• _EXTRACTED MATERIAL_:
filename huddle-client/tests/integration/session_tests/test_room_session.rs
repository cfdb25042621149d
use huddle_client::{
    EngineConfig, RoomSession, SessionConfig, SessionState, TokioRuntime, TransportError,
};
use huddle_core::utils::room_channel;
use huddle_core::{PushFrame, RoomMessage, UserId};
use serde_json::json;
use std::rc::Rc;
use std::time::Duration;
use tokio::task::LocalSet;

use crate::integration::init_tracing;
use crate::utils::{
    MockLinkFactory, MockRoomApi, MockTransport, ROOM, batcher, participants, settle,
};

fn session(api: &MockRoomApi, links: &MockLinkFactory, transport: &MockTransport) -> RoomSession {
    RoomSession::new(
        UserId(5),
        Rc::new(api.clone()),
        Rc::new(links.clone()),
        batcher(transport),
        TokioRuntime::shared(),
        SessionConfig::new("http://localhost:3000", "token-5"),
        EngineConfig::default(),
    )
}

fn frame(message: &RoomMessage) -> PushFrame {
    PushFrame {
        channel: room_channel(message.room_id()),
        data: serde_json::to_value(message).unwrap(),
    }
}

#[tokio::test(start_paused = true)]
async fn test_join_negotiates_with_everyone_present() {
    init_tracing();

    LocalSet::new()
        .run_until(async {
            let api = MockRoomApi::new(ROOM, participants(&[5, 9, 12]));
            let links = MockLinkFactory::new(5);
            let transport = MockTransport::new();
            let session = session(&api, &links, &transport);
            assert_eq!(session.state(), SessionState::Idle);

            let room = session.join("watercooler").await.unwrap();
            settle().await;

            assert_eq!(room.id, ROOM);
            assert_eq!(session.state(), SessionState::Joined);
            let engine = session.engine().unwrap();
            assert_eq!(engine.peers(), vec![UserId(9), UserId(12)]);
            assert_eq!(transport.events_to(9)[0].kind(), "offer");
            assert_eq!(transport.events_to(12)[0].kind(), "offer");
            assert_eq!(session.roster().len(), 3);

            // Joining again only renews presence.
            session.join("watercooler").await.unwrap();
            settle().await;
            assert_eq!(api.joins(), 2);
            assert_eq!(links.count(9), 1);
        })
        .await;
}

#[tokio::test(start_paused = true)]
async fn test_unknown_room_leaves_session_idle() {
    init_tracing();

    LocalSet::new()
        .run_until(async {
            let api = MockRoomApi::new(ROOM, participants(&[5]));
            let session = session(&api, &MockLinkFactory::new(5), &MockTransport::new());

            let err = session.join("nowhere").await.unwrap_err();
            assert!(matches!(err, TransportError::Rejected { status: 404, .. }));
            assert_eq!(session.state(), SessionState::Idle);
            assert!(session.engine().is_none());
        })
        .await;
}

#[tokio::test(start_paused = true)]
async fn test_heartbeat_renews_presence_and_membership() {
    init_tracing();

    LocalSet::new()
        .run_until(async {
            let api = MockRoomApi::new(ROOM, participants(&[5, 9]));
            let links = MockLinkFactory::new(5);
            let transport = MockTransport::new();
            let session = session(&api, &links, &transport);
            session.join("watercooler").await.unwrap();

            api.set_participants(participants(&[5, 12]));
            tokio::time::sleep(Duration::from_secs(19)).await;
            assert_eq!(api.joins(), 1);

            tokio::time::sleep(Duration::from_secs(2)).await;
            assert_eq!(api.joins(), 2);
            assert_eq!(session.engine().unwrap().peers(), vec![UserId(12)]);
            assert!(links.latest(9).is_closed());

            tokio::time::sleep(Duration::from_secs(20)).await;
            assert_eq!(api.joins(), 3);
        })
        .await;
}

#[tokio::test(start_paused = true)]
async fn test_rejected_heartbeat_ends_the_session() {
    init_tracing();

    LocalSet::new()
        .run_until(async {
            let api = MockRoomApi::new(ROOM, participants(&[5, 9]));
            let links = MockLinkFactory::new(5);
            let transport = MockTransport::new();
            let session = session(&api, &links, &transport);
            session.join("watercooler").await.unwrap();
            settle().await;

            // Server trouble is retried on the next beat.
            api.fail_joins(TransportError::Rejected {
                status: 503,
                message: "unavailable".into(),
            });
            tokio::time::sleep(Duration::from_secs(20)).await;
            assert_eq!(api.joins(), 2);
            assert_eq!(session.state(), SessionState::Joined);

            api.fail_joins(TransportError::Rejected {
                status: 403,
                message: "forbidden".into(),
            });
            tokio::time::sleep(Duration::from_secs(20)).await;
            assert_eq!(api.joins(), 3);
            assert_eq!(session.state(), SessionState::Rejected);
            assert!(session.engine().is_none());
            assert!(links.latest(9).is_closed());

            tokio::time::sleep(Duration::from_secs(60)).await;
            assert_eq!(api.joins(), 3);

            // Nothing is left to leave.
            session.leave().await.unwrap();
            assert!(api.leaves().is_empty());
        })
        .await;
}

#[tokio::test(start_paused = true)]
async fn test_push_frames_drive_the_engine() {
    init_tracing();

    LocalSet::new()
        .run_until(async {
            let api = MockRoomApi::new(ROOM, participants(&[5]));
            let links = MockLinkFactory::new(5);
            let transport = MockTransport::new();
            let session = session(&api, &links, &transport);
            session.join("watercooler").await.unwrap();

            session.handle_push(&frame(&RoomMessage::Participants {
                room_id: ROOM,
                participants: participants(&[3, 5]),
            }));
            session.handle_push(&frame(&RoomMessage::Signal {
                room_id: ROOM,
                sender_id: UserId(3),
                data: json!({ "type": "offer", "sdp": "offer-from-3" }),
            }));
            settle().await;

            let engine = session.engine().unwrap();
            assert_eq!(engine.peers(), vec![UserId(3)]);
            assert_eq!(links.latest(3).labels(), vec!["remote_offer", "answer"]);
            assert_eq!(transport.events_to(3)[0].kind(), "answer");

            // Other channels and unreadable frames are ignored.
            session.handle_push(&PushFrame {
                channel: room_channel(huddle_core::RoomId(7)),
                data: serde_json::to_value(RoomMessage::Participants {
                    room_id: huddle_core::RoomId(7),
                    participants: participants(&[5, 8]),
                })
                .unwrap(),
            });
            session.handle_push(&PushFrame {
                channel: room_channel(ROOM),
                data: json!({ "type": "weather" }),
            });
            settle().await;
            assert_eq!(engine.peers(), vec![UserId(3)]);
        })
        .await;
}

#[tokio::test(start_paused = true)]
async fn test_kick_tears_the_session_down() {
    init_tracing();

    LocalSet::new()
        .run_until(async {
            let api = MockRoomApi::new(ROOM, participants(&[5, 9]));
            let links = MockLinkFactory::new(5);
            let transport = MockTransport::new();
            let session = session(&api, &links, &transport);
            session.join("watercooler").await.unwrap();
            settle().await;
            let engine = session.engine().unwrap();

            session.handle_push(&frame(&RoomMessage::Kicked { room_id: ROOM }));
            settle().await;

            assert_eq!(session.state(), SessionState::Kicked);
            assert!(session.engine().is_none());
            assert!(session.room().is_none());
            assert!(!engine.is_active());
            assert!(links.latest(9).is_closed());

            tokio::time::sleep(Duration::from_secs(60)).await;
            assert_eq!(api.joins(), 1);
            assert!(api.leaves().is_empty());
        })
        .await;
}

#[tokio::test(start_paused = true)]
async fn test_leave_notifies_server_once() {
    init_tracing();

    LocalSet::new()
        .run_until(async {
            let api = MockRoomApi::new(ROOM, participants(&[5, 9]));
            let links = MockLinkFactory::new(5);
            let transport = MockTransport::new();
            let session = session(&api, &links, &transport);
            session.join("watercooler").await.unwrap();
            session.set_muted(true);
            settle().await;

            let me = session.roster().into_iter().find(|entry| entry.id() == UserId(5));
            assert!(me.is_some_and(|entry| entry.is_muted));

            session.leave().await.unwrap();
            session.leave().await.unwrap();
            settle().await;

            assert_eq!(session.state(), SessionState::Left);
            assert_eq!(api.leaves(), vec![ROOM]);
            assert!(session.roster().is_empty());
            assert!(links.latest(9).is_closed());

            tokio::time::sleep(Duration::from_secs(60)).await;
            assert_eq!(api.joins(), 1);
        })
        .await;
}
* * *
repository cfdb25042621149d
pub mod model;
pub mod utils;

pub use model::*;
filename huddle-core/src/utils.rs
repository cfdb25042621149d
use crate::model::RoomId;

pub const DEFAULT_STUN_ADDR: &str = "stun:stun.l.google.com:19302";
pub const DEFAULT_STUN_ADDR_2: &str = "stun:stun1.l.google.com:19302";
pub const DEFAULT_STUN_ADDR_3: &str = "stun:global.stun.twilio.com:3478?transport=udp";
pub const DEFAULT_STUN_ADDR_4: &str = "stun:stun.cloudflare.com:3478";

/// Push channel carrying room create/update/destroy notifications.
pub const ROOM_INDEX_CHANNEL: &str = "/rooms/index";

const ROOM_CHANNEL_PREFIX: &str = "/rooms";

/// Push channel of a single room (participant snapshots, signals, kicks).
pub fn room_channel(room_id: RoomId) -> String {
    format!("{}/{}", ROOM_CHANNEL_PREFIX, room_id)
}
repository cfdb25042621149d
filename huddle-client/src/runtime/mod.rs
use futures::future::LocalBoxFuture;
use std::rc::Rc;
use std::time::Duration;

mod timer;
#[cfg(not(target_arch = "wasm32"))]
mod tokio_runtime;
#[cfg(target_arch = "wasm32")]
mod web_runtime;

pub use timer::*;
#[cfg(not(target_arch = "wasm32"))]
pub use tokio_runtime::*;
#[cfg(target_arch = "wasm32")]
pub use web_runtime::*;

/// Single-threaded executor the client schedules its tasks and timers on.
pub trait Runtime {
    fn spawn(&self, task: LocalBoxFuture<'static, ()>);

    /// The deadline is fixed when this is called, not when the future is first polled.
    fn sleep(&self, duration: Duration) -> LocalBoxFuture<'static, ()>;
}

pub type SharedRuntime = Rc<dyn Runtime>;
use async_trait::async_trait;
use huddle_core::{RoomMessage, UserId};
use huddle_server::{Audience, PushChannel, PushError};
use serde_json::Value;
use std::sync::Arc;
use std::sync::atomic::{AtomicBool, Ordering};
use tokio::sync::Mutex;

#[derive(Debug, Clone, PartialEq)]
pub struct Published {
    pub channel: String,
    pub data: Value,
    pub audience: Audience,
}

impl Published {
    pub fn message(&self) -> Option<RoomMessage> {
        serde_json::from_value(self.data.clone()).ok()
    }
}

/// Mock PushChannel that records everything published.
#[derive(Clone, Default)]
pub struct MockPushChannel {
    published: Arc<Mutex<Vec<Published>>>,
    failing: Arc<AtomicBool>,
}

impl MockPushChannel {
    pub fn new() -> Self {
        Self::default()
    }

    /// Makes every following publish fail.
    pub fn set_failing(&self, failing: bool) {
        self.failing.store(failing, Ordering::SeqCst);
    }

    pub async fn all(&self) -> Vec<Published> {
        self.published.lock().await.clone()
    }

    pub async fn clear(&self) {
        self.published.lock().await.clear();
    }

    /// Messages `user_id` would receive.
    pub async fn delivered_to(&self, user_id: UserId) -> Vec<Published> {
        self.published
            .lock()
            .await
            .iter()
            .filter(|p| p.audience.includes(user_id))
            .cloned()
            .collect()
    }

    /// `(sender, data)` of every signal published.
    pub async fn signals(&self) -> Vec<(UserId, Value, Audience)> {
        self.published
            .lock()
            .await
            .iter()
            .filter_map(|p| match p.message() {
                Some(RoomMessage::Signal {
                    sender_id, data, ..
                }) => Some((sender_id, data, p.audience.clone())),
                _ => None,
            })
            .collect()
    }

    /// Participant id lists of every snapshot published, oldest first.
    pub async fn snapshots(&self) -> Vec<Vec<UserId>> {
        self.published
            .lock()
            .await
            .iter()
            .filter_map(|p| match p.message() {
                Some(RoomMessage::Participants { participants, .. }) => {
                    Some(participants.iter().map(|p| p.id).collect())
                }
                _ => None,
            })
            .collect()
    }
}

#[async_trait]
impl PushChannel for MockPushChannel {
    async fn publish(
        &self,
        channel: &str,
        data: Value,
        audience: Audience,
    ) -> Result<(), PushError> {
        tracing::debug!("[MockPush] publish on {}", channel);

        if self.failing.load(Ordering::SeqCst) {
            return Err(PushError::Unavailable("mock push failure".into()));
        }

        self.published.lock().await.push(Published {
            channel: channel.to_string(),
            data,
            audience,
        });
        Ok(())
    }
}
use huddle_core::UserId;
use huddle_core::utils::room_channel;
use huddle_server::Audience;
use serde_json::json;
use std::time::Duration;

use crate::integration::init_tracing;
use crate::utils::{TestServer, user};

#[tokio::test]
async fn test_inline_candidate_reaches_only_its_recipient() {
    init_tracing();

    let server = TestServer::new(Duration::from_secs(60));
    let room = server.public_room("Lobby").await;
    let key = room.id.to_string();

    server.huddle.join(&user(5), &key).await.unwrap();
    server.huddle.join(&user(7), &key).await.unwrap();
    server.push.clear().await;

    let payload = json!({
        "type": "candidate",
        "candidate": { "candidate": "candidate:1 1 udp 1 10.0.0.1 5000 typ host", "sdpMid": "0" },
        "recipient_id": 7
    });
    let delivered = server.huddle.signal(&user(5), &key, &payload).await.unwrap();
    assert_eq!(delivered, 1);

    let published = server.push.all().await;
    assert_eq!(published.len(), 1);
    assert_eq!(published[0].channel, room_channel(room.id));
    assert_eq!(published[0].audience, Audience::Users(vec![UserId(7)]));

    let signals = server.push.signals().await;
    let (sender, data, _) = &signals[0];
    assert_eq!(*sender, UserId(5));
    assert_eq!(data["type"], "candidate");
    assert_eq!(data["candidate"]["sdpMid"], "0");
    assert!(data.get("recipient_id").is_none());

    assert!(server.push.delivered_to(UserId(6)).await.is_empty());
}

• _TASK OBJECTIVE_:
A line belongs in the answer if it contains the word "SeqCst"; please copy each such line from the material.

• _TASK OUTPUT_:
        self.failing.store(failing, Ordering::SeqCst);
        if self.failing.load(Ordering::SeqCst) {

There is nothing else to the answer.